What is a Priest?
I am asked this question over and over again when the term Priest in Charge comes up. Also ‘What is the difference between Priest in Charge and Vicar? And what is a Rector? This came up when people wondered why Alistair Helm was called Curate in Giggleswick in the language of the church when his move was announced. Some people will know all this and many will ask ‘What does it matter anyway?’ That is a very good question, but here is the information for reference as we embark on discussions about the Anglican organisation of our parishes and those around.
‘Priest’ and Deacon’ go alongside ‘Bishop’ and ‘Archbishop’ as titles of orders in the Church, to which an individual is ordained after suitable discernment and training. Although it is possible to be a permanent Deacon, usually Deacons are ‘priested’ after serving a two or three year term in a parish as a Curate. The term Curate only means ‘one who has the cure of souls’ i.e. any ordained person licensed to serve in a parish, but has confusingly come to refer to someone who is learning the ropes as a Deacon. Equally confusing is the fact that all priests are also still deacons and can serve as curates after they have been made priest!

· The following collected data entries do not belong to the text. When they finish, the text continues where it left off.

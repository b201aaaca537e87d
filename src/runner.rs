//! Drives the three contexts until cancelled.
//!
//! ```text
//!            ┌─ spawn_blocking ─ draw loop   (paced by wait_get_poses)
//! spawn() ───┼─ tokio::spawn ─── update loop (interval)
//!            └─ tokio::spawn ─── input loop  (interval)
//!                      │
//!   CancellationToken ─┴─► loops exit ─► join() ─► VrHandle::shutdown()
//! ```
//!
//! Observers should be attached to the contexts before they are handed to
//! [`VrRunner::spawn`]; after that each context lives on its own task.

use std::time::Duration;

use chrono::{DateTime, Local};
use tokio::task::JoinHandle;
use tokio_util::sync::CancellationToken;
use tracing::{debug, info};

use crate::config::VrSettings;
use crate::error::VrError;
use crate::input::InputContext;
use crate::poller::{DrawContext, PollOutcome};
use crate::session::{VrContexts, VrHandle};
use crate::update::UpdateContext;

// Per-loop counters, logged periodically
struct LoopStats {
    name: &'static str,
    ticks: u64,
    commands: usize,
    total_ticks: u64,
    last_log_time: DateTime<Local>,
    log_interval: chrono::Duration,
}

impl LoopStats {
    fn new(name: &'static str) -> Self {
        Self {
            name,
            ticks: 0,
            commands: 0,
            total_ticks: 0,
            last_log_time: Local::now(),
            log_interval: chrono::Duration::seconds(30),
        }
    }

    fn record(&mut self, commands: usize) {
        self.ticks += 1;
        self.total_ticks += 1;
        self.commands += commands;

        let now = Local::now();
        if now - self.last_log_time > self.log_interval {
            let elapsed_seconds = (now - self.last_log_time).num_seconds().max(1);
            info!(
                "{} loop stats: {} ticks, {} commands in {} seconds ({:.1} ticks/sec)",
                self.name,
                self.ticks,
                self.commands,
                elapsed_seconds,
                self.ticks as f64 / elapsed_seconds as f64
            );
            self.ticks = 0;
            self.commands = 0;
            self.last_log_time = now;
        }
    }
}

/// Contexts handed back once every loop has stopped.
pub struct RunReport {
    pub draw: DrawContext,
    pub update: UpdateContext,
    pub input: InputContext,
    pub draw_ticks: u64,
    pub update_ticks: u64,
    pub input_ticks: u64,
}

pub struct VrRunner {
    handle: VrHandle,
    token: CancellationToken,
    draw: JoinHandle<(DrawContext, u64)>,
    update: JoinHandle<(UpdateContext, u64)>,
    input: JoinHandle<(InputContext, u64)>,
}

impl VrRunner {
    /// Must be called from within a tokio runtime.
    pub fn spawn(contexts: VrContexts, settings: &VrSettings, token: CancellationToken) -> Self {
        let VrContexts {
            draw,
            update,
            input,
            handle,
        } = contexts;

        info!(
            "Spawning context loops (update {}ms, input {}ms)",
            settings.update_interval_ms, settings.input_interval_ms
        );

        let idle = settings.update_interval();
        let draw_token = token.clone();
        let draw = tokio::task::spawn_blocking(move || run_draw_loop(draw, idle, draw_token));

        let update_token = token.clone();
        let update_period = settings.update_interval();
        let update = tokio::spawn(run_update_loop(update, update_period, update_token));

        let input_token = token.clone();
        let input_period = settings.input_interval();
        let input = tokio::spawn(run_input_loop(input, input_period, input_token));

        info!("Context loops spawned successfully");
        Self {
            handle,
            token,
            draw,
            update,
            input,
        }
    }

    pub fn handle(&self) -> &VrHandle {
        &self.handle
    }

    pub fn cancel(&self) {
        self.token.cancel();
    }

    /// Waits for all loops to exit, then shuts the runtime down.
    pub async fn join(self) -> Result<RunReport, VrError> {
        let (draw, draw_ticks) = self
            .draw
            .await
            .map_err(|e| VrError::Task(format!("draw loop: {}", e)))?;
        let (update, update_ticks) = self
            .update
            .await
            .map_err(|e| VrError::Task(format!("update loop: {}", e)))?;
        let (input, input_ticks) = self
            .input
            .await
            .map_err(|e| VrError::Task(format!("input loop: {}", e)))?;

        self.handle.shutdown();
        info!(
            "Context loops stopped after {} draw, {} update and {} input ticks",
            draw_ticks, update_ticks, input_ticks
        );
        Ok(RunReport {
            draw,
            update,
            input,
            draw_ticks,
            update_ticks,
            input_ticks,
        })
    }
}

/// Runs until `token` is cancelled; returns the stopped contexts.
pub async fn run(
    contexts: VrContexts,
    settings: &VrSettings,
    token: CancellationToken,
) -> Result<RunReport, VrError> {
    VrRunner::spawn(contexts, settings, token).join().await
}

fn run_draw_loop(mut draw: DrawContext, idle: Duration, token: CancellationToken) -> (DrawContext, u64) {
    info!("Draw loop started");
    let mut stats = LoopStats::new("Draw");
    while !token.is_cancelled() {
        match draw.poll_poses() {
            PollOutcome::Polled => {}
            // Without pose data nothing paces this loop
            PollOutcome::NoFocus | PollOutcome::Failed => std::thread::sleep(idle),
        }
        stats.record(0);
    }
    debug!("Draw loop cancelled");
    (draw, stats.total_ticks)
}

async fn run_update_loop(
    mut update: UpdateContext,
    period: Duration,
    token: CancellationToken,
) -> (UpdateContext, u64) {
    info!("Update loop started");
    let mut interval_timer = tokio::time::interval(period);
    let mut stats = LoopStats::new("Update");
    loop {
        tokio::select! {
            _ = token.cancelled() => break,
            _ = interval_timer.tick() => {
                let drained = update.update();
                stats.record(drained);
            }
        }
    }
    debug!("Update loop cancelled");
    (update, stats.total_ticks)
}

async fn run_input_loop(
    mut input: InputContext,
    period: Duration,
    token: CancellationToken,
) -> (InputContext, u64) {
    info!("Input loop started");
    let mut interval_timer = tokio::time::interval(period);
    let mut stats = LoopStats::new("Input");
    loop {
        tokio::select! {
            _ = token.cancelled() => break,
            _ = interval_timer.tick() => {
                let drained = input.update_input();
                stats.record(drained);
            }
        }
    }
    debug!("Input loop cancelled");
    (input, stats.total_ticks)
}
use std::sync::Arc;

use color_eyre::{eyre::eyre, Result};
use tokio_util::sync::CancellationToken;
use tracing::{info, warn, Level};
use tracing_subscriber::FmtSubscriber;

use vrlink::backend::mock::MockBackend;
use vrlink::input::manifest::{ActionKind, ActionManifest, ActionSetUsage};
use vrlink::runner::VrRunner;
use vrlink::session::{VrContexts, VrSession};
use vrlink::VrSettings;

#[tokio::main]
async fn main() -> Result<()> {
    setup()?;

    let settings = VrSettings::load()
        .await
        .map_err(|e| eyre!("Failed to load settings: {}", e))?;
    info!("Using tracking origin {:?}", settings.tracking_origin);

    // No native runtime binding ships with this binary, so it drives the mock scene
    let backend = Arc::new(MockBackend::demo());
    let mut contexts = VrSession::create(backend, settings.clone())
        .start()
        .map_err(|e| eyre!("Failed to start VR session: {}", e))?
        .into_contexts();

    attach_logging_observers(&mut contexts);

    let manifest = settings.manifest.clone().unwrap_or_else(demo_manifest);
    contexts
        .handle
        .install_manifest(&manifest)
        .map_err(|e| eyre!("Failed to install action manifest: {}", e))?;

    let token = CancellationToken::new();
    let runner = VrRunner::spawn(contexts, &settings, token.clone());

    info!("Running, press Ctrl+C to stop");
    if let Err(e) = tokio::signal::ctrl_c().await {
        warn!("Failed to listen for Ctrl+C: {}", e);
    }
    runner.cancel();

    let report = runner
        .join()
        .await
        .map_err(|e| eyre!("Context loops failed: {}", e))?;
    info!(
        "Stopped with {} devices known after {} frames",
        report.update.registry().len(),
        report.draw.frames()
    );
    Ok(())
}

fn setup() -> Result<()> {
    if std::env::var("RUST_LIB_BACKTRACE").is_err() {
        std::env::set_var("RUST_LIB_BACKTRACE", "0")
    }
    color_eyre::install()?;
    if std::env::var("RUST_LOG").is_err() {
        std::env::set_var("RUST_LOG", "info")
    }
    setup_logging_env();
    Ok(())
}

fn setup_logging_env() {
    FmtSubscriber::builder()
        .with_max_level(Level::INFO)
        .with_target(false)
        .with_thread_ids(true)
        .with_file(true)
        .with_line_number(true)
        .pretty()
        .init();
}

fn demo_manifest() -> ActionManifest {
    ActionManifest::new()
        .with_set("main", ActionSetUsage::LeftRight)
        .with_action("main", "grip", ActionKind::Boolean)
        .with_action("main", "trigger", ActionKind::Scalar)
        .with_action("main", "thumbstick", ActionKind::Vector2)
        .with_action("main", "aim", ActionKind::Pose)
        .with_action("main", "haptics", ActionKind::Vibration)
}

fn attach_logging_observers(contexts: &mut VrContexts) {
    let registry = contexts.update.registry_mut();
    registry.on_device_detected(|device| {
        info!("Device {} ({:?}) detected", device.id(), device.kind());
    });

    contexts.update.on_user_distracted(|_| info!("User took off the headset"));
    contexts.update.on_user_focused(|_| info!("User is back"));

    contexts.input.on_actions_loaded(|table| {
        info!("{} actions ready", table.len());
        if let Some(grip) = table.action_mut("grip").and_then(|action| action.boolean_mut()) {
            grip.on_changed(|&(_, pressed)| info!("Grip {}", if pressed { "pressed" } else { "released" }));
        }
    });
}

Any priest assisting in a parish is Curate there, even if (s)he is a Bishop.
The terms Vicar and Rector both refer to permanent appointments in the church and are attached to parish responsibilities. Rectors historically had the right of the Glebe income, and in some cases then appointed a Vicar to carry out the role and paid them a stipend from part of the income for doing the work. This has led to a mistaken concept of Rector being a more senior term than Vicar – most Vicars have the same status and responsibility as the Rectors around them, who have that title because of the historic origin of their parishes – not all are old enough to have been established to provide the income for the priest who serves in them from land donated to the parish.

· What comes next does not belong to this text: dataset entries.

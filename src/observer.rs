use std::fmt;

/// Callback list attached to a single entity.
///
/// Observers run synchronously on whichever context calls [`Observers::notify`];
/// each owner documents which context that is.
pub struct Observers<T: ?Sized> {
    callbacks: Vec<Box<dyn FnMut(&T) + Send>>,
}

impl<T: ?Sized> Observers<T> {
    pub fn new() -> Self {
        Self {
            callbacks: Vec::new(),
        }
    }

    pub fn subscribe(&mut self, callback: impl FnMut(&T) + Send + 'static) {
        self.callbacks.push(Box::new(callback));
    }

    pub fn notify(&mut self, value: &T) {
        for callback in self.callbacks.iter_mut() {
            callback(value);
        }
    }

    pub fn is_empty(&self) -> bool {
        self.callbacks.is_empty()
    }

    pub fn len(&self) -> usize {
        self.callbacks.len()
    }
}

impl<T: ?Sized> Default for Observers<T> {
    fn default() -> Self {
        Self::new()
    }
}

impl<T: ?Sized> fmt::Debug for Observers<T> {
    fn fmt(&self, f: &mut fmt::Formatter<'_>) -> fmt::Result {
        f.debug_struct("Observers")
            .field("count", &self.callbacks.len())
            .finish()
    }
}

#[cfg(test)]
mod tests {
    use super::*;
    use std::sync::atomic::{AtomicUsize, Ordering};
    use std::sync::Arc;

    #[test]
    fn notifies_in_subscription_order() {
        let seen = Arc::new(std::sync::Mutex::new(Vec::new()));
        let mut observers = Observers::<u32>::new();
        for tag in 0..3 {
            let seen = seen.clone();
            observers.subscribe(move |value| seen.lock().unwrap().push((tag, *value)));
        }
        observers.notify(&7);
        assert_eq!(*seen.lock().unwrap(), vec![(0, 7), (1, 7), (2, 7)]);
    }

    #[test]
    fn empty_list_is_a_no_op() {
        let mut observers = Observers::<()>::default();
        assert!(observers.is_empty());
        observers.notify(&());

        let count = Arc::new(AtomicUsize::new(0));
        let counter = count.clone();
        observers.subscribe(move |_| {
            counter.fetch_add(1, Ordering::SeqCst);
        });
        observers.notify(&());
        observers.notify(&());
        assert_eq!(observers.len(), 1);
        assert_eq!(count.load(Ordering::SeqCst), 2);
    }
}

The term Priest in Charge refers to an appointment when a priest is to serve in a parish where there is pastoral reorganisation intended. It means two things in practical terms. One is that the Bishop and his assistants rather than parish patrons, is/are responsible for the appointment. The other is that the person holding the post does not have the formal security of tenure – their role can be altered by the Bishop, in theory, though never in practice, without their agreement. The formal term for a parish in this situation is ‘suspension’, all three of our parishes have been in this situation for many years – my predecessors where Priests in Charge, though it is much easier to use the better-understood Vicar, especially as the responsibilities are the same. Suspension is for a fixed term of no more than 5 years but can be renewed if need be. The suspension has just been agreed again for Giggleswick and Rathmell with Wigglesworth (for 2 years), and will be again for Settle pending outcome of the discussions for the local area. It will be good for the parishes to see the end of the suspension, however, as it will indicate a period of a little more stability which most of us would greatly welcome, I imagine!

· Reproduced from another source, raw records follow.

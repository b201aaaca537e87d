use std::sync::atomic::{AtomicUsize, Ordering};
use std::sync::Arc;

use vrlink::backend::mock::MockBackend;
use vrlink::backend::{BackendError, ControllerRole, DeviceClass, RawMatrix34};
use vrlink::input::manifest::{ActionKind, ActionManifest, ActionSetUsage};
use vrlink::scheduler::{CommandQueue, ExecutionContext};
use vrlink::{DeviceId, TrackingQuality, VrContexts, VrSession, VrSettings};

const GRIP: &str = "/actions/main/in/grip";

fn start(backend: &Arc<MockBackend>, settings: VrSettings) -> VrContexts {
    VrSession::create(backend.clone(), settings)
        .start()
        .unwrap()
        .into_contexts()
}

fn tick(contexts: &mut VrContexts) {
    contexts.draw.poll_poses();
    contexts.update.update();
    contexts.input.update_input();
}

fn counter() -> (Arc<AtomicUsize>, impl Fn() -> usize) {
    let count = Arc::new(AtomicUsize::new(0));
    let reader = count.clone();
    (count, move || reader.load(Ordering::SeqCst))
}

#[test]
fn controller_connecting_late_is_detected_once_and_enabled_once() {
    let backend = Arc::new(MockBackend::new());
    backend.add_device(3, DeviceClass::Controller);
    backend.set_role(3, ControllerRole::LeftHand);
    backend.set_connected(3, false);
    let mut contexts = start(&backend, VrSettings::default());

    let (detected, detected_count) = counter();
    contexts.update.registry_mut().on_device_detected(move |_| {
        detected.fetch_add(1, Ordering::SeqCst);
    });

    tick(&mut contexts);
    assert_eq!(detected_count(), 1);

    let (enabled, enabled_count) = counter();
    contexts
        .update
        .registry_mut()
        .device_mut(DeviceId(3))
        .unwrap()
        .on_enabled(move |_| {
            enabled.fetch_add(1, Ordering::SeqCst);
        });

    for _ in 2..=5 {
        tick(&mut contexts);
    }
    assert_eq!(enabled_count(), 0);
    assert!(!contexts.input.is_polled(DeviceId(3)));

    backend.set_connected(3, true);
    tick(&mut contexts);
    assert_eq!(enabled_count(), 1);
    assert_eq!(detected_count(), 1);
    assert!(contexts.input.is_polled(DeviceId(3)));
    assert_eq!(
        contexts.update.registry().left_hand().map(|device| device.id()),
        Some(DeviceId(3))
    );
}

#[test]
fn reconnecting_never_rediscovers_a_device() {
    let backend = Arc::new(MockBackend::new());
    backend.add_device(1, DeviceClass::Controller);
    backend.set_role(1, ControllerRole::RightHand);
    let mut contexts = start(&backend, VrSettings::default());

    let (detected, detected_count) = counter();
    contexts.update.registry_mut().on_device_detected(move |_| {
        detected.fetch_add(1, Ordering::SeqCst);
    });

    for round in 0..6 {
        backend.set_connected(1, round % 2 == 0);
        tick(&mut contexts);
    }

    assert_eq!(detected_count(), 1);
    assert_eq!(contexts.update.registry().len(), 1);
    assert!(!contexts.update.registry().device(DeviceId(1)).unwrap().is_enabled());
}

#[test]
fn invalid_poses_keep_the_last_known_pose() {
    let backend = Arc::new(MockBackend::new());
    backend.add_device(0, DeviceClass::Hmd);
    backend.set_connected(0, true);
    backend.set_pose(0, RawMatrix34::from_translation(0.25, 1.6, 0.5));
    let mut contexts = start(&backend, VrSettings::default());

    tick(&mut contexts);
    let before = *contexts.update.registry().headset().unwrap().pose();

    backend.set_pose_valid(0, false);
    backend.set_pose(0, RawMatrix34::from_translation(9.0, 9.0, 9.0));
    for _ in 0..10 {
        tick(&mut contexts);
    }

    let after = *contexts.update.registry().headset().unwrap().pose();
    assert_eq!(
        after.position.to_array().map(f32::to_bits),
        before.position.to_array().map(f32::to_bits)
    );
    assert_eq!(
        after.rotation.to_array().map(f32::to_bits),
        before.rotation.to_array().map(f32::to_bits)
    );
}

#[test]
fn losing_focus_marks_devices_stale_without_moving_them() {
    let backend = Arc::new(MockBackend::new());
    backend.add_device(0, DeviceClass::Hmd);
    backend.set_connected(0, true);
    backend.set_tracking(0, TrackingQuality::Valid);
    backend.set_pose(0, RawMatrix34::from_translation(0.0, 1.7, 0.0));
    let settings = VrSettings {
        stale_pose_timeout_ms: Some(0),
        ..Default::default()
    };
    let mut contexts = start(&backend, settings);

    tick(&mut contexts);
    let position = contexts.update.registry().headset().unwrap().position();

    let (stale, stale_count) = counter();
    contexts
        .update
        .registry_mut()
        .device_mut(DeviceId(0))
        .unwrap()
        .on_tracking_changed(move |quality| {
            if *quality == TrackingQuality::Stale {
                stale.fetch_add(1, Ordering::SeqCst);
            }
        });

    backend.set_pose_error(Some(BackendError::NoFocus));
    for _ in 0..3 {
        tick(&mut contexts);
    }
    let headset = contexts.update.registry().headset().unwrap();
    assert_eq!(headset.tracking_quality(), TrackingQuality::Stale);
    assert_eq!(headset.position(), position);
    assert_eq!(stale_count(), 1);

    backend.set_pose_error(None);
    tick(&mut contexts);
    assert_eq!(
        contexts.update.registry().headset().unwrap().tracking_quality(),
        TrackingQuality::Valid
    );
}

#[test]
fn restricted_copy_is_isolated_from_the_default_copy() {
    let backend = Arc::new(MockBackend::new());
    backend.add_device(1, DeviceClass::Controller);
    backend.set_role(1, ControllerRole::LeftHand);
    backend.set_connected(1, true);
    let mut contexts = start(&backend, VrSettings::default());

    let manifest = ActionManifest::new()
        .with_set("main", ActionSetUsage::LeftRight)
        .with_action("main", "grip", ActionKind::Boolean);
    contexts.handle.install_manifest(&manifest).unwrap();
    tick(&mut contexts);

    let restricted = contexts.input.action_for("grip", DeviceId(1)).unwrap();
    assert!(restricted.restriction().is_some());
    assert!(!restricted.boolean().unwrap().get());

    backend.set_digital(GRIP, None, true);
    tick(&mut contexts);
    assert!(contexts.input.action("grip").unwrap().boolean().unwrap().get());
    assert!(!contexts
        .input
        .action_for("grip", DeviceId(1))
        .unwrap()
        .boolean()
        .unwrap()
        .get());

    backend.set_digital(GRIP, Some("/user/hand/left"), true);
    tick(&mut contexts);
    assert!(contexts
        .input
        .action_for("grip", DeviceId(1))
        .unwrap()
        .boolean()
        .unwrap()
        .get());
}

#[test]
fn controllers_without_a_hand_role_get_separate_copies() {
    let backend = Arc::new(MockBackend::new());
    for index in [4, 5] {
        backend.add_device(index, DeviceClass::Controller);
        backend.set_role(index, ControllerRole::Invalid);
        backend.set_connected(index, true);
    }
    let mut contexts = start(&backend, VrSettings::default());
    let manifest = ActionManifest::new()
        .with_set("main", ActionSetUsage::Single)
        .with_action("main", "grip", ActionKind::Boolean);
    contexts.handle.install_manifest(&manifest).unwrap();
    tick(&mut contexts);

    let (changed, changed_count) = counter();
    let first = contexts.input.action_for("grip", DeviceId(4)).unwrap();
    assert_eq!(first.restriction(), None);
    first.boolean_mut().unwrap().on_changed(move |_| {
        changed.fetch_add(1, Ordering::SeqCst);
    });
    let first: *const _ = first;
    let second: *const _ = contexts.input.action_for("grip", DeviceId(5)).unwrap();
    let default: *const _ = contexts.input.action("grip").unwrap();
    assert_ne!(first, default);
    assert_ne!(second, default);
    assert_ne!(first, second);

    contexts
        .input
        .action_mut("grip")
        .and_then(|action| action.boolean_mut())
        .unwrap()
        .set(true);
    assert_eq!(changed_count(), 0);
}

#[test]
fn repeated_values_fire_updated_but_not_changed() {
    let backend = Arc::new(MockBackend::new());
    let mut contexts = start(&backend, VrSettings::default());
    let manifest = ActionManifest::new()
        .with_set("main", ActionSetUsage::Single)
        .with_action("main", "grip", ActionKind::Boolean);
    contexts.handle.install_manifest(&manifest).unwrap();
    contexts.input.update_input();

    let (changed, changed_count) = counter();
    let (updated, updated_count) = counter();
    let grip = contexts
        .input
        .action_mut("grip")
        .and_then(|action| action.boolean_mut())
        .unwrap();
    grip.on_changed(move |_| {
        changed.fetch_add(1, Ordering::SeqCst);
    });
    grip.on_updated(move |_| {
        updated.fetch_add(1, Ordering::SeqCst);
    });

    backend.set_digital(GRIP, None, true);
    contexts.input.update_input();
    contexts.input.update_input();

    assert_eq!(changed_count(), 1);
    assert_eq!(updated_count(), 2);
}

#[test]
fn queued_commands_run_in_enqueue_order() {
    let mut queue = CommandQueue::<Vec<&'static str>>::new(ExecutionContext::Update);
    let sender = queue.sender();
    sender.enqueue(|log| log.push("a"));
    sender.enqueue(|log| log.push("b"));

    let mut log = Vec::new();
    assert_eq!(queue.drain(&mut log), 2);
    assert_eq!(log, vec!["a", "b"]);
}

Having said all the above, the structures of the Church of England do not really answer ‘What is a Priest’, and certainly not ‘What is a Parish Priest for?’ These are important questions I hope you will explore with me over the next weeks, as we work out how we can fulfil our calling together, both as Anglicans and with other Christians in our area, as we seek to be the Church of God, the Body of Christ, the salt and light of Jesus’ parables, both in our communities and beyond.